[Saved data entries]
■ ■ ■

//! Deterministic, serializable view of a populated graph.

use std::collections::BTreeMap;

use serde::{Deserialize, Serialize};

use super::registry::IdentityRegistry;
use crate::value::Value;

/// One instance as seen in a [`GraphSnapshot`].
#[derive(Debug, Clone, PartialEq, Serialize, Deserialize)]
pub struct InstanceSnapshot {
    pub name: String,
    pub entity_type: String,
    pub labels: Vec<String>,
    pub attributes: BTreeMap<String, Vec<Value>>,
    /// Relation name to target instance names, sorted.
    pub relations: BTreeMap<String, Vec<String>>,
}

/// Graph contents ordered by instance name, independent of insertion order.
///
/// Two populations over the same rows produce equal snapshots regardless
/// of row order, which makes this the comparison basis for reproducibility
/// checks and the hand-off format for sinks.
#[derive(Debug, Clone, Default, PartialEq, Serialize, Deserialize)]
pub struct GraphSnapshot {
    pub instances: Vec<InstanceSnapshot>,
}

impl GraphSnapshot {
    pub(crate) fn capture(registry: &IdentityRegistry) -> Self {
        let mut instances: Vec<InstanceSnapshot> = registry
            .instances()
            .map(|instance| {
                let relations = instance
                    .relations()
                    .map(|(name, targets)| {
                        let mut names: Vec<String> = targets.iter().map(|t| registry.name_of(*t)).collect();
                        names.sort();
                        (name.to_string(), names)
                    })
                    .collect();
                let mut attributes: BTreeMap<String, Vec<Value>> = BTreeMap::new();
                for (name, values) in instance.attributes() {
                    attributes.insert(name.to_string(), values.to_vec());
                }
                InstanceSnapshot {
                    name: instance.name().to_string(),
                    entity_type: instance.entity_type().to_string(),
                    labels: instance.labels().map(str::to_string).collect(),
                    attributes,
                    relations,
                }
            })
            .collect();
        instances.sort_by(|a, b| a.name.cmp(&b.name));
        Self { instances }
    }

    #[must_use]
    pub fn instance_count(&self) -> usize {
        self.instances.len()
    }

    #[must_use]
    pub fn edge_count(&self) -> usize {
        self.instances
            .iter()
            .flat_map(|i| i.relations.values())
            .map(Vec::len)
            .sum()
    }

    #[must_use]
    pub fn find(&self, name: &str) -> Option<&InstanceSnapshot> {
        self.instances
            .binary_search_by(|i| i.name.as_str().cmp(name))
            .ok()
            .map(|idx| &self.instances[idx])
    }

    /// Serializes the snapshot as pretty-printed JSON.
    ///
    /// # Errors
    ///
    /// Returns an error if a value cannot be represented in JSON.
    pub fn to_json(&self) -> Result<String, serde_json::Error> {
        serde_json::to_string_pretty(self)
    }
}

■ ■ ■

Description of the task: List each line of the entries that holds the string "attributes".

Solution:
    pub attributes: BTreeMap<String, Vec<Value>>,
                let mut attributes: BTreeMap<String, Vec<Value>> = BTreeMap::new();
                for (name, values) in instance.attributes() {
                    attributes.insert(name.to_string(), values.to_vec());
                    attributes,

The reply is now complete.